What this task involves:
All of the data is to be set down again without alteration.

(Supplied entries begins)

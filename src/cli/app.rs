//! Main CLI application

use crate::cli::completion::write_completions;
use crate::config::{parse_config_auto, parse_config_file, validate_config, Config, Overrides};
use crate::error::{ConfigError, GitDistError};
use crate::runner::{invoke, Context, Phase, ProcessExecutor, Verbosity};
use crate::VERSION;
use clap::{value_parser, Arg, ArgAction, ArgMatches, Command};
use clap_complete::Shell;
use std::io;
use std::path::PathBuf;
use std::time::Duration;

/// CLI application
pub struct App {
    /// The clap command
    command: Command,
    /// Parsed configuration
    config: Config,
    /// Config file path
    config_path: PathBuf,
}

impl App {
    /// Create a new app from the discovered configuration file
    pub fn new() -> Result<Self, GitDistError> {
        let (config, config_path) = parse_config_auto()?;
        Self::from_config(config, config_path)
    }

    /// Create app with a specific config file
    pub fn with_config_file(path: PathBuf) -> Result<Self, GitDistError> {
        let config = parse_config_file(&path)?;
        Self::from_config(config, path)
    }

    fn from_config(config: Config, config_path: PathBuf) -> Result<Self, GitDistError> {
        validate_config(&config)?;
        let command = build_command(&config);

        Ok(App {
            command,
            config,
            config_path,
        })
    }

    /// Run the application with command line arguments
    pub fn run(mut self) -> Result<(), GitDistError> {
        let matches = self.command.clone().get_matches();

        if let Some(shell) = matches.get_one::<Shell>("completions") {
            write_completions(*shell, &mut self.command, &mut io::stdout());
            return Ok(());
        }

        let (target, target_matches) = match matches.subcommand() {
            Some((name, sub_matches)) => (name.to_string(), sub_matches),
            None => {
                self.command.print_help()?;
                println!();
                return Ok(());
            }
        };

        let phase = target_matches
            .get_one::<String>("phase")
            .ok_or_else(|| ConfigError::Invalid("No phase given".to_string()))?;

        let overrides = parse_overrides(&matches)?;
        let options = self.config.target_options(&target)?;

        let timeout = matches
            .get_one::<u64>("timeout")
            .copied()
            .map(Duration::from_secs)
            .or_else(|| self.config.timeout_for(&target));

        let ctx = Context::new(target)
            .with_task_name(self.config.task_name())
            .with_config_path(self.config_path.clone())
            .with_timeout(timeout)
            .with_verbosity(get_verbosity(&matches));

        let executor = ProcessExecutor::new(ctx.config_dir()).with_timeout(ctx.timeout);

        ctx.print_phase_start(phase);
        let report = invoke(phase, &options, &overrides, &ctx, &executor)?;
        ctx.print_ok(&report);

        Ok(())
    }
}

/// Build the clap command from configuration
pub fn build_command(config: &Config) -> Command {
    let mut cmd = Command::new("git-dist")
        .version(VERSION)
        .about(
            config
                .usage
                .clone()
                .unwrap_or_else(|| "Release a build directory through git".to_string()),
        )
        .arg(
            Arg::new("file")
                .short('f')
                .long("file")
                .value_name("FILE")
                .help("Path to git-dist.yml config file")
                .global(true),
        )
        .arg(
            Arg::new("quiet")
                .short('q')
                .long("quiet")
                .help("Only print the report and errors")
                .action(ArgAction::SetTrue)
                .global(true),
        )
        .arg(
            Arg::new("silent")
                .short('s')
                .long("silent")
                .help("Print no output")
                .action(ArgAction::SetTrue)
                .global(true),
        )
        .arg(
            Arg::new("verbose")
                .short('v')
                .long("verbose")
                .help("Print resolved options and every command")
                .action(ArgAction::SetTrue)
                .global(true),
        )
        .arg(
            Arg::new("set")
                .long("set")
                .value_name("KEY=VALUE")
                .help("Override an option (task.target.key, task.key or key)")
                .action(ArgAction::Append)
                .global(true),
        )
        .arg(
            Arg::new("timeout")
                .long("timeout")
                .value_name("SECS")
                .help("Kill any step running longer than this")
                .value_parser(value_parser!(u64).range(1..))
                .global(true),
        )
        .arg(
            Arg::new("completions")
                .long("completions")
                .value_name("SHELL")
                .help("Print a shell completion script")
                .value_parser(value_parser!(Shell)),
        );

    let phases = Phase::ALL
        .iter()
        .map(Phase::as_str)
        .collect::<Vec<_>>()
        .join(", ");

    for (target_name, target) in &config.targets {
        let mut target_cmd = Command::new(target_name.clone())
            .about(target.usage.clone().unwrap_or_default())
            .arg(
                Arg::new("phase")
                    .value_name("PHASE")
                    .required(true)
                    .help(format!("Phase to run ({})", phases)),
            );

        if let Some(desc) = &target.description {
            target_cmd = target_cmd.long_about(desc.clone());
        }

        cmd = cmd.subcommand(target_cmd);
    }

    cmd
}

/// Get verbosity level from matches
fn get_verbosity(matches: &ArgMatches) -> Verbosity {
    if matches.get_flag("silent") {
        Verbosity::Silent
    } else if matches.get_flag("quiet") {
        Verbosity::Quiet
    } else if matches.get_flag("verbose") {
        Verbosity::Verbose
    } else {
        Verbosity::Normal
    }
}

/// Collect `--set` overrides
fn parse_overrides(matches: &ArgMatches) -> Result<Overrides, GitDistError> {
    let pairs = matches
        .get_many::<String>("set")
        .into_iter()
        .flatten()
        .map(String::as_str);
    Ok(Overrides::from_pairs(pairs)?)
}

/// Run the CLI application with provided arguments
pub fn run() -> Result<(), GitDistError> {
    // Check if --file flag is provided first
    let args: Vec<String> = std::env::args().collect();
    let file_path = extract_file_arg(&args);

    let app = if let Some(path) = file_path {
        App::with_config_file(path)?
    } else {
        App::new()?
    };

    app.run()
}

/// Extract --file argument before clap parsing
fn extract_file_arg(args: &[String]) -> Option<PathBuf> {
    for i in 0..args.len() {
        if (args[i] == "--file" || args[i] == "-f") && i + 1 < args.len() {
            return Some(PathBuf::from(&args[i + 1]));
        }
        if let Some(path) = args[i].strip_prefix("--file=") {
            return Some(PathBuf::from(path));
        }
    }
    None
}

(Supplied entries ends)

Result of this exercise:
filename src/cli/app.rs
//! Main CLI application

use crate::cli::completion::write_completions;
use crate::config::{parse_config_auto, parse_config_file, validate_config, Config, Overrides};
use crate::error::{ConfigError, GitDistError};
use crate::runner::{invoke, Context, Phase, ProcessExecutor, Verbosity};
use crate::VERSION;
use clap::{value_parser, Arg, ArgAction, ArgMatches, Command};
use clap_complete::Shell;
use std::io;
use std::path::PathBuf;
use std::time::Duration;

/// CLI application
pub struct App {
    /// The clap command
    command: Command,
    /// Parsed configuration
    config: Config,
    /// Config file path
    config_path: PathBuf,
}

impl App {
    /// Create a new app from the discovered configuration file
    pub fn new() -> Result<Self, GitDistError> {
        let (config, config_path) = parse_config_auto()?;
        Self::from_config(config, config_path)
    }

    /// Create app with a specific config file
    pub fn with_config_file(path: PathBuf) -> Result<Self, GitDistError> {
        let config = parse_config_file(&path)?;
        Self::from_config(config, path)
    }

    fn from_config(config: Config, config_path: PathBuf) -> Result<Self, GitDistError> {
        validate_config(&config)?;
        let command = build_command(&config);

        Ok(App {
            command,
            config,
            config_path,
        })
    }

    /// Run the application with command line arguments
    pub fn run(mut self) -> Result<(), GitDistError> {
        let matches = self.command.clone().get_matches();

        if let Some(shell) = matches.get_one::<Shell>("completions") {
            write_completions(*shell, &mut self.command, &mut io::stdout());
            return Ok(());
        }

        let (target, target_matches) = match matches.subcommand() {
            Some((name, sub_matches)) => (name.to_string(), sub_matches),
            None => {
                self.command.print_help()?;
                println!();
                return Ok(());
            }
        };

        let phase = target_matches
            .get_one::<String>("phase")
            .ok_or_else(|| ConfigError::Invalid("No phase given".to_string()))?;

        let overrides = parse_overrides(&matches)?;
        let options = self.config.target_options(&target)?;

        let timeout = matches
            .get_one::<u64>("timeout")
            .copied()
            .map(Duration::from_secs)
            .or_else(|| self.config.timeout_for(&target));

        let ctx = Context::new(target)
            .with_task_name(self.config.task_name())
            .with_config_path(self.config_path.clone())
            .with_timeout(timeout)
            .with_verbosity(get_verbosity(&matches));

        let executor = ProcessExecutor::new(ctx.config_dir()).with_timeout(ctx.timeout);

        ctx.print_phase_start(phase);
        let report = invoke(phase, &options, &overrides, &ctx, &executor)?;
        ctx.print_ok(&report);

        Ok(())
    }
}

/// Build the clap command from configuration
pub fn build_command(config: &Config) -> Command {
    let mut cmd = Command::new("git-dist")
        .version(VERSION)
        .about(
            config
                .usage
                .clone()
                .unwrap_or_else(|| "Release a build directory through git".to_string()),
        )
        .arg(
            Arg::new("file")
                .short('f')
                .long("file")
                .value_name("FILE")
                .help("Path to git-dist.yml config file")
                .global(true),
        )
        .arg(
            Arg::new("quiet")
                .short('q')
                .long("quiet")
                .help("Only print the report and errors")
                .action(ArgAction::SetTrue)
                .global(true),
        )
        .arg(
            Arg::new("silent")
                .short('s')
                .long("silent")
                .help("Print no output")
                .action(ArgAction::SetTrue)
                .global(true),
        )
        .arg(
            Arg::new("verbose")
                .short('v')
                .long("verbose")
                .help("Print resolved options and every command")
                .action(ArgAction::SetTrue)
                .global(true),
        )
        .arg(
            Arg::new("set")
                .long("set")
                .value_name("KEY=VALUE")
                .help("Override an option (task.target.key, task.key or key)")
                .action(ArgAction::Append)
                .global(true),
        )
        .arg(
            Arg::new("timeout")
                .long("timeout")
                .value_name("SECS")
                .help("Kill any step running longer than this")
                .value_parser(value_parser!(u64).range(1..))
                .global(true),
        )
        .arg(
            Arg::new("completions")
                .long("completions")
                .value_name("SHELL")
                .help("Print a shell completion script")
                .value_parser(value_parser!(Shell)),
        );

    let phases = Phase::ALL
        .iter()
        .map(Phase::as_str)
        .collect::<Vec<_>>()
        .join(", ");

    for (target_name, target) in &config.targets {
        let mut target_cmd = Command::new(target_name.clone())
            .about(target.usage.clone().unwrap_or_default())
            .arg(
                Arg::new("phase")
                    .value_name("PHASE")
                    .required(true)
                    .help(format!("Phase to run ({})", phases)),
            );

        if let Some(desc) = &target.description {
            target_cmd = target_cmd.long_about(desc.clone());
        }

        cmd = cmd.subcommand(target_cmd);
    }

    cmd
}

/// Get verbosity level from matches
fn get_verbosity(matches: &ArgMatches) -> Verbosity {
    if matches.get_flag("silent") {
        Verbosity::Silent
    } else if matches.get_flag("quiet") {
        Verbosity::Quiet
    } else if matches.get_flag("verbose") {
        Verbosity::Verbose
    } else {
        Verbosity::Normal
    }
}

/// Collect `--set` overrides
fn parse_overrides(matches: &ArgMatches) -> Result<Overrides, GitDistError> {
    let pairs = matches
        .get_many::<String>("set")
        .into_iter()
        .flatten()
        .map(String::as_str);
    Ok(Overrides::from_pairs(pairs)?)
}

/// Run the CLI application with provided arguments
pub fn run() -> Result<(), GitDistError> {
    // Check if --file flag is provided first
    let args: Vec<String> = std::env::args().collect();
    let file_path = extract_file_arg(&args);

    let app = if let Some(path) = file_path {
        App::with_config_file(path)?
    } else {
        App::new()?
    };

    app.run()
}

/// Extract --file argument before clap parsing
fn extract_file_arg(args: &[String]) -> Option<PathBuf> {
    for i in 0..args.len() {
        if (args[i] == "--file" || args[i] == "-f") && i + 1 < args.len() {
            return Some(PathBuf::from(&args[i + 1]));
        }
        if let Some(path) = args[i].strip_prefix("--file=") {
            return Some(PathBuf::from(path));
        }
    }
    None
}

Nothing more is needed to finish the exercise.